Dear Robin the Noble,

            Thank you kindly for your letter. I think its sweet of you to like the twitch below my left eye. I’ve always been self-conscious about it and I haven’t been able to leave the tower to get it checked out. Before you come to rescue me, though, I would like to know a little more about you. Like, I don’t know, what do you look like, and what’s your favorite color, and what would name a pet guinea pig, and so forth.

            Sincerely,

            Princess Delilah

 

Dearest Princess Delilah,

             I have brown hair and blue eyes and white skin, and all ten fingers, and all ten toes. My favorite color is fuchsia, and as for the guinea pig I would name it Cornelius Bernard.
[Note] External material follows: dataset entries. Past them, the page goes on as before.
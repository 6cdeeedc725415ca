//! # 网格配置
//!
//! ## 意图（Why）
//! - 以单个 TOML 文件描述服务端地址、环境标签、集群身份、连接器插件与各组设置，
//!   运行时在组初始化时读取，之后视为不可变；
//! - 解析与校验分离：`serde` 负责形状，[`MeshConfig::validate`] 负责业务约束。
//!
//! ## 契约（What）
//! - `cluster` 与 `connector_plugin_type` 不可为空；组名不可为空且互不重复；
//! - 缺省值：插件 `standalone`，请求超时 3000 ms，传输 `grpc`，端口 10205。

use std::{fmt, path::Path, path::PathBuf, time::Duration};

use mesh_protocol::{ClientIdentity, Transport, header::DEFAULT_LANGUAGE};
use serde::Deserialize;
use thiserror::Error;

/// 缺省连接器插件。
pub const DEFAULT_PLUGIN: &str = "standalone";
/// 缺省请求-应答超时（毫秒）。
pub const DEFAULT_REQUEST_TIMEOUT_MS: u64 = 3_000;

/// 配置加载错误。
#[derive(Debug, Error)]
pub enum ConfigError {
    #[error("failed to read config file `{}`: {source}", path.display())]
    Io {
        path: PathBuf,
        #[source]
        source: std::io::Error,
    },
    #[error("malformed config: {0}")]
    Parse(#[from] toml::de::Error),
    #[error("invalid config: {detail}")]
    Invalid { detail: String },
}

impl ConfigError {
    fn invalid(detail: impl Into<String>) -> Self {
        ConfigError::Invalid {
            detail: detail.into(),
        }
    }

    pub fn code(&self) -> &'static str {
        match self {
            ConfigError::Io { .. } => "mesh.config.io",
            ConfigError::Parse(_) => "mesh.config.parse",
            ConfigError::Invalid { .. } => "mesh.config.invalid",
        }
    }
}

/// 前端服务端监听配置。
#[derive(Clone, Debug, Deserialize, Eq, PartialEq)]
#[serde(default)]
pub struct ServerConfig {
    pub address: String,
    pub port: u16,
    pub transport: Transport,
}

impl Default for ServerConfig {
    fn default() -> Self {
        Self {
            address: "0.0.0.0".to_owned(),
            port: 10205,
            transport: Transport::Grpc,
        }
    }
}

/// 组角色。
#[derive(Clone, Copy, Debug, Default, Deserialize, Eq, Hash, PartialEq)]
#[serde(rename_all = "lowercase")]
pub enum GroupRole {
    #[default]
    Producer,
    Consumer,
}

impl GroupRole {
    pub const fn as_str(self) -> &'static str {
        match self {
            GroupRole::Producer => "producer",
            GroupRole::Consumer => "consumer",
        }
    }
}

/// 组级凭据。
#[derive(Clone, Default, Deserialize, Eq, PartialEq)]
pub struct Credentials {
    pub username: String,
    pub password: String,
}

impl fmt::Debug for Credentials {
    fn fmt(&self, f: &mut fmt::Formatter<'_>) -> fmt::Result {
        f.debug_struct("Credentials")
            .field("username", &self.username)
            .field("password", &"***")
            .finish()
    }
}

/// 单个生产/消费组的配置。
#[derive(Clone, Debug, Deserialize, Eq, PartialEq)]
pub struct GroupConfig {
    pub name: String,
    #[serde(default)]
    pub role: GroupRole,
    #[serde(default)]
    pub credentials: Option<Credentials>,
}

impl GroupConfig {
    /// 未在配置文件中声明的组按无凭据的生产组处理。
    pub fn producer(name: impl Into<String>) -> Self {
        Self {
            name: name.into(),
            role: GroupRole::Producer,
            credentials: None,
        }
    }
}

/// 网格运行时配置根。
///
/// # 教案式说明
/// - **意图 (Why)**：集中承载组初始化所需的全部输入，组管理器在初始化时读取并冻结；
/// - **契约 (What)**：通过 [`MeshConfig::from_toml_str`] 或 [`MeshConfig::load`] 构造的实例均已校验；
/// - **风险 (Trade-offs)**：不支持热更新，修改配置需要重启进程或重新初始化组。
#[derive(Clone, Debug, Deserialize, Eq, PartialEq)]
pub struct MeshConfig {
    #[serde(default)]
    pub server: ServerConfig,
    #[serde(default)]
    pub env: String,
    #[serde(default)]
    pub idc: String,
    #[serde(default)]
    pub sys: String,
    pub cluster: String,
    #[serde(default = "default_plugin")]
    pub connector_plugin_type: String,
    #[serde(default = "default_request_timeout_ms")]
    pub request_timeout_ms: u64,
    #[serde(default)]
    pub groups: Vec<GroupConfig>,
}

fn default_plugin() -> String {
    DEFAULT_PLUGIN.to_owned()
}

fn default_request_timeout_ms() -> u64 {
    DEFAULT_REQUEST_TIMEOUT_MS
}

impl MeshConfig {
    /// 以集群名构造其余字段取缺省值的配置，主要供嵌入式使用与测试。
    pub fn new(cluster: impl Into<String>) -> Self {
        Self {
            server: ServerConfig::default(),
            env: String::new(),
            idc: String::new(),
            sys: String::new(),
            cluster: cluster.into(),
            connector_plugin_type: default_plugin(),
            request_timeout_ms: DEFAULT_REQUEST_TIMEOUT_MS,
            groups: Vec::new(),
        }
    }

    pub fn with_group(mut self, group: GroupConfig) -> Self {
        self.groups.push(group);
        self
    }

    pub fn from_toml_str(raw: &str) -> Result<Self, ConfigError> {
        let config: MeshConfig = toml::from_str(raw)?;
        config.validate()?;
        Ok(config)
    }

    pub fn load(path: impl AsRef<Path>) -> Result<Self, ConfigError> {
        let path = path.as_ref();
        let raw = std::fs::read_to_string(path).map_err(|source| ConfigError::Io {
            path: path.to_path_buf(),
            source,
        })?;
        Self::from_toml_str(&raw)
    }

    pub fn validate(&self) -> Result<(), ConfigError> {
        if self.cluster.trim().is_empty() {
            return Err(ConfigError::invalid("`cluster` must not be empty"));
        }
        if self.connector_plugin_type.trim().is_empty() {
            return Err(ConfigError::invalid(
                "`connector_plugin_type` must not be empty",
            ));
        }
        if self.request_timeout_ms == 0 {
            return Err(ConfigError::invalid("`request_timeout_ms` must be positive"));
        }
        let mut seen = std::collections::HashSet::new();
        for group in &self.groups {
            let name = group.name.trim();
            if name.is_empty() {
                return Err(ConfigError::invalid("group name must not be empty"));
            }
            if !seen.insert(name) {
                return Err(ConfigError::invalid(format!(
                    "group `{name}` is declared more than once"
                )));
            }
        }
        Ok(())
    }

    pub fn group(&self, name: &str) -> Option<&GroupConfig> {
        self.groups.iter().find(|group| group.name == name)
    }

    pub fn request_timeout(&self) -> Duration {
        Duration::from_millis(self.request_timeout_ms)
    }

    /// 构造某个组发出请求时使用的客户端身份。
    pub fn identity_for(&self, group: &GroupConfig) -> ClientIdentity {
        let credentials = group.credentials.clone().unwrap_or_default();
        ClientIdentity {
            env: self.env.clone(),
            idc: self.idc.clone(),
            sys: self.sys.clone(),
            language: DEFAULT_LANGUAGE.to_owned(),
            username: credentials.username,
            password: credentials.password,
            group: group.name.clone(),
        }
    }
}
I would want to endow a guinea pig with a magnificent and noble name in order to make up for the poor animal’s size, and the seemingly insignificant, perhaps even embarrassing, role of being one’s pet. I would always address it by its full name, saying “Here is your breakfast, Sir Cornelius Bernard,” or “Do let me clean out your cage, Sir Cornelius Bernard.”

 I hope this letter has served well enough, and I do hope you are still interested.

            Love,

            Robin the Noble

 

Princess Delilah was, of course, still interested, and sent word right away that she would most definitely like Robin the Noble to rescue her from her tower. Princess Delilah waited many weeks for her sweet Robin, and was beginning to become a little doubtful, when she finally heard a knock on her bedroom door.
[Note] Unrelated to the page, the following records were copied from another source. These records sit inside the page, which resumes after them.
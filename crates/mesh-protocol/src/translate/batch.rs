use std::sync::Arc;

use crate::{
    envelope::Envelope,
    error::ProtocolError,
    wire::{BatchMessage, MessageItem},
};

use super::{ProtocolFamily, WireContext, WireView, decode, encode};

/// 出站批量：一组共享主题的信封 → 批量线路消息。
///
/// # 教案式说明
/// - **契约 (What)**：主题取第一条信封的主题，条目顺序与输入一致；空输入返回
///   [`ProtocolError::InvalidArgument`]；任一条目转换失败时整批失败。
/// - **风险 (Trade-offs)**：不校验其余信封的主题，主题不一致的条目会被并入首条主题。
pub fn to_batch_message(
    envelopes: &[Envelope],
    context: &WireContext,
    family: ProtocolFamily,
) -> Result<BatchMessage, ProtocolError> {
    let first = envelopes
        .first()
        .ok_or_else(|| ProtocolError::invalid_argument("batch requires at least one message"))?;

    let items = envelopes
        .iter()
        .map(|envelope| encode(family, envelope).map(MessageItem::from))
        .collect::<Result<Vec<_>, _>>()?;

    Ok(BatchMessage {
        header: Some(context.header.clone()),
        producer_group: context.producer_group.clone(),
        topic: first.topic.clone(),
        items,
    })
}

/// 入站批量：批量线路消息 → 信封序列，全部条目共享批量的主题与请求头。
pub fn from_batch_message(
    batch: &BatchMessage,
    family: ProtocolFamily,
) -> Result<Vec<Envelope>, ProtocolError> {
    if batch.items.is_empty() {
        return Err(ProtocolError::invalid_argument(
            "batch requires at least one message",
        ));
    }
    let header = batch.header.clone().map(Arc::new);

    batch
        .items
        .iter()
        .map(|item| {
            let view = WireView {
                topic: &batch.topic,
                content: &item.content,
                ttl: &item.ttl,
                seq_num: &item.seq_num,
                unique_id: &item.unique_id,
                properties: &item.properties,
            };
            decode(family, &view).map(|mut envelope| {
                envelope.header = header.clone();
                envelope
            })
        })
        .collect()
}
“Just a minute!” she said, and ran to the mirror to fix her hair before posing herself perfectly at her desk, molecular textbook in hand, angling her face towards the door in such a way that she was sure, would display the twitch below her left eye. “Okay, okay, come in.”

And there he was, inside of her room, perfect brown hair, perfect blue eyes, and he would’ve probably had white skin too, had it not been for the scorch marks all over his face and arms.

“Princess Delilah!” he said, and got down on one knee to bow to her highness.

“Robin, my most noble!” squealed Delilah, throwing the book to the floor and jumping with glee. “You’ve made it at last!”

But the man rose, scratching his head. “Robin? I am no Robin. My name is Prince James. Perhaps you’ve got me confused with another?”

Princess Delilah did not understand. “Another? What other?”

“Well, princess, I know you can’t see because your little window points conveniently in the opposite direction, but the front door of your tower is guarded by this huge fire-breathing dragon. Perhaps you’ve got me confused with a suitor who failed to get past it. Either way, I got past the stupid dragon and so technically, I am to marry you.”

Princess Delilah clasped her hands as tears welled up in her eyes. “But… My dearest Robin… Do you mean to say that he is dead?”

“I know not this Robin, but I saw the dead scorched bodies of many men lying along the pit that leads to your front door… I’d say if he hasn’t come yet, he’s probably dead.” At this, Princess Delilah collapsed the ground and began to sob into her hands.

Prince James got to his feet and found himself standing awkwardly in the room, not quite sure how to go about cheering up his bride-to-be.  “I mean—I’m not so bad, am I? I’m rich, charming, handsome” At this, Princess Delilah cried even harder. “Geez,” he said, scratching his head. “How do you know this Robin anyway?”

Princess Delilah lifted her face, wiping away tears, still beautiful despite the blotchy redness of her tear-stained face. “He- He sent me letters.”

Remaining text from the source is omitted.